We all are aware that magazines are everywhere — their covers fill the gray racks of stores as you prepare to purchase groceries; they sit in shelves at gas stations — but what many people turn a blind eye to is that a majority of those people on their covers are not who they appear to be. They are lying. Deceiving. Even annoying.

These models are photoshopped in an unrealistic manner, and this is part of the reason why many teens are self-conscious. From body-image issues to eating disorders, photoshop has the potential to crumble our society like the Berlin Wall. That is why Congress needs to pass “The Truth in Advertising” Act. This law will make extreme Photoshop illegal, and it forces magazines to be truthful in their covers and models, as well as social-media pictures.

The reason why “The Truth in Advertising Act” should be passed is because photoshop destroys one’s body image, and it is so common, self-image problems can begin at an early age. In fact, at 17 years of age, 78 percent of girls are unhappy with their body. Being non-content with your body can lead to anorexia nervosa, bulimia, and other self-starvation, or harmful disorders. These disorders are dangerous, and can kill those affected with them.

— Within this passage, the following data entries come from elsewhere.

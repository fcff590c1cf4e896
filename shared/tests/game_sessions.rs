mod common;

use assert_matches::assert_matches;
use crux_http::protocol::HttpResponse;
use serde_json::json;

use common::*;
use vocab_shared::capabilities::{AudioError, AudioOperation, AudioOutput, TimerOutput};
use vocab_shared::model::{FillBlankPhase, FlashcardPhase, Model, Section, StatusFilter, ToastKind};
use vocab_shared::{App, Event};

use crux_core::App as _;

fn enter(app: &Tester, model: &mut Model, section: Section) -> Effects {
    update(app, model, Event::ActivateSection { section })
}

fn with_flashcard() -> (Tester, Model) {
    let (app, mut model) = started();
    enter(&app, &mut model, Section::Flashcard);

    let mut effects = update(&app, &mut model, Event::DrawFlashcard);
    let mut draw = effects.take_http("GET", "/games/flashcard/random?status=all");
    respond_json(
        &app,
        &mut model,
        &mut draw,
        json!({
            "id": 7,
            "word": "ephemeral",
            "definition": "lasting a very short time",
            "example": "Fame is ephemeral.",
            "ipa_uk": "/ɪˈfem.ər.əl/",
        }),
    );
    (app, model)
}

fn with_question() -> (Tester, Model) {
    let (app, mut model) = started();
    enter(&app, &mut model, Section::FillBlank);

    let mut effects = update(&app, &mut model, Event::DrawFillBlank);
    let mut draw = effects.take_http("GET", "/games/fill-blank/question");
    respond_json(
        &app,
        &mut model,
        &mut draw,
        json!({
            "id": 7,
            "question": "Fame is _____.",
            "hint": "lasting a very short time",
            "word": "ephemeral",
        }),
    );
    (app, model)
}

#[test]
fn flashcard_draw_flip_and_view() {
    let (app, mut model) = with_flashcard();
    assert_eq!(model.flashcard.phase(), FlashcardPhase::ShownFront);

    let card = App.view(&model).flashcard.card.unwrap();
    assert_eq!(card.word, "ephemeral");
    assert_eq!(card.back, None);

    update(&app, &mut model, Event::FlipFlashcard);
    let card = App.view(&model).flashcard.card.unwrap();
    assert_eq!(model.flashcard.phase(), FlashcardPhase::ShownBack);
    assert_eq!(card.back.unwrap().definition, "lasting a very short time");

    update(&app, &mut model, Event::FlipFlashcard);
    assert_eq!(model.flashcard.phase(), FlashcardPhase::ShownFront);
}

#[test]
fn flashcard_filter_is_sent_with_draw() {
    let (app, mut model) = started();
    enter(&app, &mut model, Section::Flashcard);
    update(
        &app,
        &mut model,
        Event::FlashcardFilterChanged {
            filter: StatusFilter::Learning,
        },
    );

    let effects = update(&app, &mut model, Event::DrawFlashcard);
    assert_eq!(
        effects.urls(),
        vec![format!("{API}/games/flashcard/random?status=learning")]
    );
}

#[test]
fn flashcard_not_found_stays_empty() {
    let (app, mut model) = started();
    enter(&app, &mut model, Section::Flashcard);

    let mut effects = update(&app, &mut model, Event::DrawFlashcard);
    let mut draw = effects.take_http("GET", "/games/flashcard/random");
    respond(
        &app,
        &mut model,
        &mut draw,
        HttpResponse::status(404)
            .json(json!({"error": "No words available"}))
            .build(),
    );

    assert_eq!(model.flashcard.phase(), FlashcardPhase::Empty);
    assert_eq!(last_toast(&model), Some("No words available for practice!"));
}

#[test]
fn marking_without_a_card_only_warns() {
    let (app, mut model) = started();
    enter(&app, &mut model, Section::Flashcard);

    let effects = update(&app, &mut model, Event::MarkFlashcard { correct: true });

    assert!(effects.http.is_empty());
    assert_eq!(model.toasts.back().unwrap().kind, ToastKind::Warning);
}

#[test]
fn marking_reports_practice_and_draws_next() {
    let (app, mut model) = with_flashcard();

    let mut effects = update(&app, &mut model, Event::MarkFlashcard { correct: false });
    let mut practice = effects.take_http("POST", "/games/flashcard/practice");
    let body: serde_json::Value = serde_json::from_slice(&practice.operation.body).unwrap();
    assert_eq!(body, json!({"vocabulary_id": 7, "correct": false}));
    effects.take_http("GET", "/games/flashcard/random");

    // The practice outcome is only logged, even when it fails.
    let toasts = model.toasts.len();
    let after = respond(
        &app,
        &mut model,
        &mut practice,
        HttpResponse::status(500).build(),
    );
    assert!(after.http.is_empty());
    assert_eq!(model.toasts.len(), toasts);
}

#[test]
fn failed_draw_after_marking_clears_the_card() {
    let (app, mut model) = with_flashcard();

    let mut effects = update(&app, &mut model, Event::MarkFlashcard { correct: true });
    effects.take_http("POST", "/games/flashcard/practice");
    let mut draw = effects.take_http("GET", "/games/flashcard/random");
    respond(&app, &mut model, &mut draw, HttpResponse::status(500).build());

    assert_eq!(model.flashcard.phase(), FlashcardPhase::Empty);
    assert_eq!(last_toast(&model), Some("Failed to load flashcard"));

    // The same card cannot be reported twice.
    let again = update(&app, &mut model, Event::MarkFlashcard { correct: true });
    assert!(again.http.is_empty());
    assert_eq!(last_toast(&model), Some("Please load a flashcard first!"));
}

#[test]
fn leaving_the_flashcard_section_drops_the_session() {
    let (app, mut model) = with_flashcard();

    enter(&app, &mut model, Section::Vocabulary);
    enter(&app, &mut model, Section::Flashcard);

    assert_eq!(model.flashcard.phase(), FlashcardPhase::Empty);
    assert_eq!(App.view(&model).flashcard.card, None);
}

#[test]
fn flashcard_arriving_after_leaving_is_discarded() {
    let (app, mut model) = started();
    enter(&app, &mut model, Section::Flashcard);
    let mut effects = update(&app, &mut model, Event::DrawFlashcard);
    let mut draw = effects.take_http("GET", "/games/flashcard/random");

    enter(&app, &mut model, Section::Statistics);
    respond_json(&app, &mut model, &mut draw, entry_json(3, "late"));

    assert_eq!(model.flashcard.phase(), FlashcardPhase::Empty);
}

#[test]
fn empty_answer_is_rejected_locally() {
    let (app, mut model) = with_question();

    for answer in ["", "   "] {
        let effects = update(&app, &mut model, Event::SubmitAnswer { answer: answer.into() });
        assert!(effects.http.is_empty());
        assert_eq!(last_toast(&model), Some("Please enter an answer!"));
    }
    assert_eq!(model.fill_blank.phase(), FillBlankPhase::QuestionActive);
}

#[test]
fn answer_is_checked_and_next_question_follows() {
    let (app, mut model) = with_question();

    let mut effects = update(
        &app,
        &mut model,
        Event::SubmitAnswer {
            answer: "  Ephemeral ".into(),
        },
    );
    let mut check = effects.take_http("POST", "/games/fill-blank/check");
    let body: serde_json::Value = serde_json::from_slice(&check.operation.body).unwrap();
    assert_eq!(body, json!({"vocabulary_id": 7, "answer": "Ephemeral"}));

    let mut checked = respond_json(
        &app,
        &mut model,
        &mut check,
        json!({"correct": true, "correct_answer": "ephemeral", "times_practiced": 3}),
    );
    assert_eq!(model.fill_blank.phase(), FillBlankPhase::Answered);
    let verdict = App.view(&model).fill_blank.verdict.unwrap();
    assert!(verdict.correct);
    assert_eq!(verdict.message, "Correct! Great job!");

    let mut timers = checked.started_timers();
    assert_eq!(timers.len(), 1);
    let (id, millis, mut advance) = timers.remove(0);
    assert_eq!(millis, 2000);

    let next = resolve_with(&app, &mut model, &mut advance, TimerOutput::Fired { id });
    assert_eq!(
        next.urls(),
        vec![format!("{API}/games/fill-blank/question?status=all")]
    );
}

#[test]
fn wrong_answer_reveals_the_correct_one() {
    let (app, mut model) = with_question();
    let mut effects = update(&app, &mut model, Event::SubmitAnswer { answer: "eternal".into() });
    let mut check = effects.take_http("POST", "/games/fill-blank/check");

    respond_json(
        &app,
        &mut model,
        &mut check,
        json!({"correct": false, "correct_answer": "ephemeral"}),
    );

    let verdict = App.view(&model).fill_blank.verdict.unwrap();
    assert!(!verdict.correct);
    assert_eq!(verdict.message, "Incorrect. The correct answer is: ephemeral");
}

#[test]
fn auto_advance_is_a_no_op_after_leaving() {
    let (app, mut model) = with_question();
    let mut effects = update(&app, &mut model, Event::SubmitAnswer { answer: "x".into() });
    let mut check = effects.take_http("POST", "/games/fill-blank/check");
    let mut checked = respond_json(
        &app,
        &mut model,
        &mut check,
        json!({"correct": false, "correct_answer": "ephemeral"}),
    );
    let (id, _, mut advance) = checked.started_timers().remove(0);

    enter(&app, &mut model, Section::Vocabulary);
    let fired = resolve_with(&app, &mut model, &mut advance, TimerOutput::Fired { id });

    assert!(fired.http.is_empty());
    assert_eq!(model.fill_blank.phase(), FillBlankPhase::Empty);
}

#[test]
fn statistics_load_independently() {
    let (app, mut model) = started();
    let mut effects = enter(&app, &mut model, Section::Statistics);
    let mut summary = effects.take_http("GET", "/stats/summary");
    let mut monthly = effects.take_http("GET", "/stats/monthly");

    respond(&app, &mut model, &mut summary, HttpResponse::status(500).build());
    respond_json(
        &app,
        &mut model,
        &mut monthly,
        json!([
            {"month": "2026-09", "month_name": "September 2026", "words_added": 4, "words_learned": 1, "practices": 9},
            {"month": "2026-10", "month_name": "October 2026", "words_added": null, "words_learned": 2, "practices": 3}
        ]),
    );

    let view = App.view(&model).statistics;
    assert_eq!(view.summary, None);
    assert_eq!(view.monthly.len(), 2);
    assert_eq!(view.monthly[1].words_added, 0);
    assert_eq!(last_toast(&model), Some("Failed to load statistics"));
}

#[test]
fn toasts_expire_and_ignore_unknown_ids() {
    let (app, mut model) = started();
    let mut effects = update(
        &app,
        &mut model,
        Event::Notify {
            kind: ToastKind::Info,
            message: "hello".into(),
        },
    );
    let toast_id = model.toasts.back().unwrap().id;
    let (timer_id, millis, mut timer) = effects.started_timers().remove(0);
    assert_eq!(millis, 3000);

    update(&app, &mut model, Event::DismissToast { id: 9_999 });
    assert_eq!(model.toasts.len(), 1);

    update(&app, &mut model, Event::DismissToast { id: toast_id });
    assert!(model.toasts.is_empty());

    // Timer for a toast the user already closed.
    resolve_with(&app, &mut model, &mut timer, TimerOutput::Fired { id: timer_id });
    assert!(model.toasts.is_empty());
}

#[test]
fn only_five_toasts_are_kept() {
    let (app, mut model) = started();
    for i in 0..7 {
        update(
            &app,
            &mut model,
            Event::Notify {
                kind: ToastKind::Warning,
                message: format!("toast {i}"),
            },
        );
    }

    let view = App.view(&model);
    assert_eq!(view.toasts.len(), 5);
    assert_eq!(view.toasts[0].message, "toast 2");
}

#[test]
fn new_clip_stops_the_current_one() {
    let (app, mut model) = started();

    let mut first = update(
        &app,
        &mut model,
        Event::PlayPronunciation {
            url: "https://audio.test/uk.mp3".into(),
        },
    );
    assert_matches!(&first.audio[..], [play] if matches!(play.operation, AudioOperation::Play { .. }));
    let mut first_play = first.audio.remove(0);

    let mut second = update(
        &app,
        &mut model,
        Event::PlayPronunciation {
            url: "https://audio.test/us.mp3".into(),
        },
    );
    let ops: Vec<_> = second.audio.iter().map(|r| r.operation.clone()).collect();
    assert_eq!(
        ops,
        vec![
            AudioOperation::Stop,
            AudioOperation::Play {
                url: "https://audio.test/us.mp3".into()
            },
        ]
    );

    // The stopped clip reporting in late leaves the new one playing.
    resolve_with(&app, &mut model, &mut first_play, Ok(AudioOutput::Finished));
    assert_eq!(
        model.playing_audio.as_deref(),
        Some("https://audio.test/us.mp3")
    );

    let mut play = second.audio.remove(1);
    resolve_with(&app, &mut model, &mut play, Err(AudioError::Blocked));
    assert_eq!(model.playing_audio, None);
    assert_eq!(
        last_toast(&model),
        Some("Unable to play audio. Please check your connection.")
    );
}

#[test]
fn finished_clip_clears_playing_state() {
    let (app, mut model) = started();
    let mut effects = update(
        &app,
        &mut model,
        Event::PlayPronunciation {
            url: "https://audio.test/uk.mp3".into(),
        },
    );
    let mut play = effects.audio.remove(0);
    resolve_with(&app, &mut model, &mut play, Ok(AudioOutput::Finished));

    assert_eq!(App.view(&model).playing_audio, None);
}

Photoshop can cause many young women and girls to resort to harmful methods used to make themselves “model skinny,” which is why it should be banned. Evidence of this statement is that photoshop’s public release was in 1990, but it had been used by private companies since 1988. In the years 1988-1993, the percentage of those affected with bulimia, an eating disorder, had tripled.

This shows that something is extremely wrong with photoshop, because the numbers of these disorders do not increase so dramatically for no reason. There must be something that occurred for it to happen.

Lastly, since photoshop is used in media, it can be part of the reason there is a high percentage of depression in adolescents, about 2.8 million teens, doctors claim. This why it should be illegal. They are exposed to seemingly perfect women and men, and still have yet to become sure of themselves. Media can easily manipulate their minds into believing they are not good enough, and so, they can fall into depression. Now that this has been stated, depression’s effects include a lack of interest, and fatigue.

Many teens take up small part-time jobs in stores, fast-food and regular restaurants. Thus, the lack of interest could possibly drop job rates.

Those opposing my claim may say if we get rid of photoshop, magazine companies may lose much of their profit, because by now, it is a way of life. Truthfully, many people do judge books by their cover. If their “appeal” is taken away, people may no longer purchase magazines.

While that statement may be the case, it is unimportant because there are crucial matters at hand. Some may refuse to buy magazines, but a company losing a bit of their money is better than having an extremely high percentage of teens with mental and eating disorders that have the potential to kill them.

Perhaps this argument has changed your views if, in the beginning, you thought otherwise. If you did believe this beforehand, I hope this has strengthened your reasons to fight against photoshop. So, aid in ending the extreme use of it.

For just a week, do not buy any magazine or view any pictures of photoshopped people. Or, even talk to your legislators about “The Truth In Advertising Act.” Think about our future; we all would prefer to have a healthy, hard-working society rather than a sick society with no one willing to have a career. So, what will you do? Let our “Land of the Free, Home of the Brave” go to waste?